The Roman public baths, or thermae served hygienic, social and cultural functions. The baths contained three main facilities for bathing (notice that the Romans did not have soap. To remove dirt and sweat they covered their bodies with oil which they then scraped off with strigils (scrapels made of wood, bone or metal))

Some of the technologies invented or developed by the Romans:

Amphitheatre, Aqueduct, Arch, Bath, Bridge, Cameos, Sanitary sewer, tunnels, etc...

The ancient Romans learned the arch from the Etruscans, refined it and were the first builders to tap its full potential for above ground buildings: The Romans were the first builders in Europe, perhaps the first in the world, fully to appreciate the advantages of the arch, the vault and the dome.

Throughout the Roman empire, their engineers erected arch structures such as bridges, aqueducts, and gates.

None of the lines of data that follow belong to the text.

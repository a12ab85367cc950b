//! Tom Harte per-opcode conformance harness.
//!
//! Each JSON file under `tests/harte/` holds an array of single-instruction
//! cases named after the opcode byte (e.g. `a9.json`). Per case the harness:
//! reset, seed RAM, seed registers, execute one step, then compare registers,
//! every listed RAM byte, and the cycle count against the length of the
//! case's bus-cycle list.
//!
//! The fixture directory is not checked in; the harness skips cleanly when it
//! is absent so the suite stays self-contained. Drop the JSON files from
//! <https://github.com/TomHarte/ProcessorTests> (nes6502 set) into
//! `tests/harte/` to run them.

use std::fs;
use std::path::Path;

use serde::Deserialize;
use rp2a03::{FlatMemory, CPU};

#[derive(Debug, Deserialize)]
struct TestCase {
    name: String,
    initial: MachineState,
    #[serde(rename = "final")]
    final_state: MachineState,
    /// One entry per bus cycle; only the length is compared.
    cycles: Vec<serde_json::Value>,
}

#[derive(Debug, Deserialize)]
struct MachineState {
    pc: u16,
    s: u8,
    a: u8,
    x: u8,
    y: u8,
    p: u8,
    ram: Vec<(u16, u8)>,
}

fn run_case(case: &TestCase) {
    let mut cpu = CPU::new(FlatMemory::new());

    // Harness protocol: reset zeroes the cycle counter before seeding
    cpu.reset();

    for &(addr, value) in &case.initial.ram {
        cpu.write(addr, value);
    }

    cpu.set_pc(case.initial.pc);
    cpu.set_sp(case.initial.s);
    cpu.set_a(case.initial.a);
    cpu.set_x(case.initial.x);
    cpu.set_y(case.initial.y);
    cpu.set_p(case.initial.p);

    cpu.step()
        .unwrap_or_else(|e| panic!("case '{}': {}", case.name, e));

    assert_eq!(cpu.pc(), case.final_state.pc, "case '{}': PC", case.name);
    assert_eq!(cpu.sp(), case.final_state.s, "case '{}': S", case.name);
    assert_eq!(cpu.a(), case.final_state.a, "case '{}': A", case.name);
    assert_eq!(cpu.x(), case.final_state.x, "case '{}': X", case.name);
    assert_eq!(cpu.y(), case.final_state.y, "case '{}': Y", case.name);
    assert_eq!(cpu.p(), case.final_state.p, "case '{}': P", case.name);
    assert_eq!(
        cpu.cycles(),
        case.cycles.len() as u64,
        "case '{}': cycle count",
        case.name
    );

    for &(addr, expected) in &case.final_state.ram {
        assert_eq!(
            cpu.read(addr),
            expected,
            "case '{}': RAM at {:04X}",
            case.name,
            addr
        );
    }
}

#[test]
fn harte_conformance() {
    let dir = Path::new(env!("CARGO_MANIFEST_DIR")).join("tests/harte");
    if !dir.is_dir() {
        eprintln!("tests/harte not present; skipping conformance fixtures");
        return;
    }

    let mut files: Vec<_> = fs::read_dir(&dir)
        .expect("readable fixture directory")
        .filter_map(|e| e.ok())
        .map(|e| e.path())
        .filter(|p| p.extension().is_some_and(|ext| ext == "json"))
        .collect();
    files.sort();

    assert!(
        !files.is_empty(),
        "tests/harte exists but holds no JSON fixtures"
    );

    for path in files {
        let data = fs::read_to_string(&path).expect("readable fixture file");
        let cases: Vec<TestCase> =
            serde_json::from_str(&data).unwrap_or_else(|e| panic!("{}: {}", path.display(), e));

        for case in &cases {
            run_case(case);
        }
    }
}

They also introduced the triumphal arch as a military monument.

Arc of Constantine
By the 1st century, the Romans had learned how to blow and shape molten glass to make anything from a simple jar to an exquisite drinking globlet. The use of concrete was developed in the 2nd century BC. The Romans discovered how to make an excellent mortar out of volcanish ash, and so were able to build very strong structures.

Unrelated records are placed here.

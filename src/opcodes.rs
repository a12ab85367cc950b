//! # Opcode Metadata Table
//!
//! This module contains the 256-entry opcode metadata table that serves as the
//! single source of truth for instruction decode.
//!
//! The table currently covers the load/store, arithmetic, and
//! increment/decrement groups (58 opcodes). Every other entry is an
//! unoccupied slot marked with the "???" mnemonic; dispatching one is a
//! diagnostic, not a crash.
//!
//! Each occupied entry includes:
//! - Mnemonic (instruction name)
//! - Addressing mode
//! - Base cycle cost (excluding page-crossing penalties)
//! - Whether the page-crossing penalty applies to this opcode

use crate::addressing::AddressingMode;

/// Metadata for a single 6502 opcode.
///
/// This struct contains all static information about an instruction needed
/// for decoding and cycle accounting. Operand size is implicit in the
/// addressing mode: resolution consumes the operand bytes at PC.
///
/// # Examples
///
/// ```
/// use rp2a03::{OPCODE_TABLE, AddressingMode};
///
/// // Look up LDA immediate (opcode 0xA9)
/// let lda_imm = &OPCODE_TABLE[0xA9];
/// assert_eq!(lda_imm.mnemonic, "LDA");
/// assert_eq!(lda_imm.addressing_mode, AddressingMode::Immediate);
/// assert_eq!(lda_imm.base_cycles, 2);
/// assert!(lda_imm.implemented);
/// ```
#[derive(Debug, Clone, Copy, PartialEq, Eq)]
pub struct OpcodeMetadata {
    /// Instruction mnemonic (e.g., "LDA", "STA", "???" for unoccupied slots).
    pub mnemonic: &'static str,

    /// Addressing mode for this instruction.
    pub addressing_mode: AddressingMode,

    /// Base cycle cost (before page crossing penalties).
    ///
    /// Occupied entries have cycles in the range 2-7. Unoccupied slots are
    /// marked with 0 cycles.
    pub base_cycles: u8,

    /// Whether a page crossing during address resolution costs an extra
    /// cycle for this opcode.
    ///
    /// False for stores and for read-modify-write instructions, which always
    /// pay the extra bus cycle and fold it into `base_cycles` instead.
    pub page_cross_penalty: bool,

    /// Whether this opcode has an instruction behind it. Dispatching an
    /// entry with `implemented: false` produces a diagnostic and an error.
    pub implemented: bool,
}

/// Filler for decode-table slots with no instruction behind them.
const ILLEGAL: OpcodeMetadata = OpcodeMetadata {
    mnemonic: "???",
    addressing_mode: AddressingMode::Implied,
    base_cycles: 0,
    page_cross_penalty: false,
    implemented: false,
};

/// Shorthand for a table entry that honors the page-crossing penalty.
const fn entry(
    mnemonic: &'static str,
    addressing_mode: AddressingMode,
    base_cycles: u8,
) -> OpcodeMetadata {
    OpcodeMetadata {
        mnemonic,
        addressing_mode,
        base_cycles,
        page_cross_penalty: true,
        implemented: true,
    }
}

/// Shorthand for a table entry that always pays its full cycle cost
/// (stores, read-modify-write).
const fn entry_no_penalty(
    mnemonic: &'static str,
    addressing_mode: AddressingMode,
    base_cycles: u8,
) -> OpcodeMetadata {
    OpcodeMetadata {
        mnemonic,
        addressing_mode,
        base_cycles,
        page_cross_penalty: false,
        implemented: true,
    }
}

/// Complete 256-entry opcode metadata table indexed by opcode byte value.
///
/// # Examples
///
/// ```
/// use rp2a03::OPCODE_TABLE;
///
/// let sta_abs_x = &OPCODE_TABLE[0x9D];
/// assert_eq!(sta_abs_x.mnemonic, "STA");
/// assert_eq!(sta_abs_x.base_cycles, 5);
/// assert!(!sta_abs_x.page_cross_penalty);
///
/// // Unoccupied slots are tolerated, not executed
/// assert_eq!(OPCODE_TABLE[0x02].mnemonic, "???");
/// ```
pub const OPCODE_TABLE: [OpcodeMetadata; 256] = build_opcode_table();

const fn build_opcode_table() -> [OpcodeMetadata; 256] {
    use AddressingMode::{
        Absolute, AbsoluteX, AbsoluteY, Immediate, Implied, IndirectX, IndirectY, ZeroPage,
        ZeroPageX, ZeroPageY,
    };

    let mut table = [ILLEGAL; 256];

    // LDA
    table[0xA9] = entry("LDA", Immediate, 2);
    table[0xA5] = entry("LDA", ZeroPage, 3);
    table[0xB5] = entry("LDA", ZeroPageX, 4);
    table[0xAD] = entry("LDA", Absolute, 4);
    table[0xBD] = entry("LDA", AbsoluteX, 4);
    table[0xB9] = entry("LDA", AbsoluteY, 4);
    table[0xA1] = entry("LDA", IndirectX, 6);
    table[0xB1] = entry("LDA", IndirectY, 5);

    // LDX
    table[0xA2] = entry("LDX", Immediate, 2);
    table[0xA6] = entry("LDX", ZeroPage, 3);
    table[0xB6] = entry("LDX", ZeroPageY, 4);
    table[0xAE] = entry("LDX", Absolute, 4);
    table[0xBE] = entry("LDX", AbsoluteY, 4);

    // LDY
    table[0xA0] = entry("LDY", Immediate, 2);
    table[0xA4] = entry("LDY", ZeroPage, 3);
    table[0xB4] = entry("LDY", ZeroPageX, 4);
    table[0xAC] = entry("LDY", Absolute, 4);
    table[0xBC] = entry("LDY", AbsoluteX, 4);

    // STA
    table[0x85] = entry("STA", ZeroPage, 3);
    table[0x95] = entry("STA", ZeroPageX, 4);
    table[0x8D] = entry("STA", Absolute, 4);
    table[0x9D] = entry_no_penalty("STA", AbsoluteX, 5);
    table[0x99] = entry_no_penalty("STA", AbsoluteY, 5);
    table[0x81] = entry_no_penalty("STA", IndirectX, 6);
    table[0x91] = entry_no_penalty("STA", IndirectY, 6);

    // STX
    table[0x86] = entry("STX", ZeroPage, 3);
    table[0x96] = entry("STX", ZeroPageY, 4);
    table[0x8E] = entry("STX", Absolute, 4);

    // STY
    table[0x84] = entry("STY", ZeroPage, 3);
    table[0x94] = entry("STY", ZeroPageX, 4);
    table[0x8C] = entry("STY", Absolute, 4);

    // ADC
    table[0x69] = entry("ADC", Immediate, 2);
    table[0x65] = entry("ADC", ZeroPage, 3);
    table[0x75] = entry("ADC", ZeroPageX, 4);
    table[0x6D] = entry("ADC", Absolute, 4);
    table[0x7D] = entry("ADC", AbsoluteX, 4);
    table[0x79] = entry("ADC", AbsoluteY, 4);
    table[0x61] = entry("ADC", IndirectX, 6);
    table[0x71] = entry("ADC", IndirectY, 5);

    // SBC
    table[0xE9] = entry("SBC", Immediate, 2);
    table[0xE5] = entry("SBC", ZeroPage, 3);
    table[0xF5] = entry("SBC", ZeroPageX, 4);
    table[0xED] = entry("SBC", Absolute, 4);
    table[0xFD] = entry("SBC", AbsoluteX, 4);
    table[0xF9] = entry("SBC", AbsoluteY, 4);
    table[0xE1] = entry("SBC", IndirectX, 6);
    table[0xF1] = entry("SBC", IndirectY, 5);

    // INC
    table[0xE6] = entry("INC", ZeroPage, 5);
    table[0xF6] = entry("INC", ZeroPageX, 6);
    table[0xEE] = entry("INC", Absolute, 6);
    table[0xFE] = entry_no_penalty("INC", AbsoluteX, 7);

    // DEC
    table[0xC6] = entry("DEC", ZeroPage, 5);
    table[0xD6] = entry("DEC", ZeroPageX, 6);
    table[0xCE] = entry("DEC", Absolute, 6);
    table[0xDE] = entry_no_penalty("DEC", AbsoluteX, 7);

    // INX, INY, DEX, DEY
    table[0xE8] = entry("INX", Implied, 2);
    table[0xC8] = entry("INY", Implied, 2);
    table[0xCA] = entry("DEX", Implied, 2);
    table[0x88] = entry("DEY", Implied, 2);

    table
}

Roads were common at that time, but the Romans improved their design and perfected the construction to the extent that many of their roads are still in use today. Many roads built by the Romans are still in use today.

The concept of an empire - territory unified by one set of laws and governed by a central body - was first tried by Alexander the Great but died before he carried this out. The Romans brought many benefits to the areas they conquered: improved buildings; trade; a legal system; and the vast economic resources of the empire. The imperialist system was later copied by many rulers, with varying degrees of success. In AD800 the Frankish king Charlemagne was crowned 'Emperor of the Romans', in imitation of earlier Roman rulers. Later Frankish and German leaders continued this tradition, and named their territories the Holy Roman Empire. This institution remained in existence in Germany until 1806. Though Roman in name only, it demonstrates the potency of the Roman empire as a historical model. In the 18th century the revolutionary movements in France and America were inspired by the ideals of the Roman Republic to overthrow the monarchic rule. The USA is still governed by a body called the Senate. By the 19th century some western European countries had empires all over the world, to which they, like the Romans, tried to export their culture and governmental systems.

Elements of Roman local government survive today in the Roman Catholic Church. Its managerial units, known as dioceses, were invented by Diocletian for civic purporses and only later adopted by the church. The idea of a religious empire with its own leader - the Pope - and its own laws is itself derived from the Roman imperial administration.

The Romans turned slavery into an international business. When Julius Caesar conquered Gaul, he brought back a million people with him as slaves, They would have been sold at slave markets in Rome and throughout the empire. When times were desperately hard, some citizens probably sold their relatives or even themselves as slaves. Greek slaves were thought to be the cleverest, so they were the most expensive. They worked in richer Roman houses as doctors, tutors, musicians, goldsmiths, artists and librarians. Slaves owned by good masters in the country often lived better than poor citizens in towns. They worked in pleasant surroundings, and could marry and have children. Many also ran small farms of their own.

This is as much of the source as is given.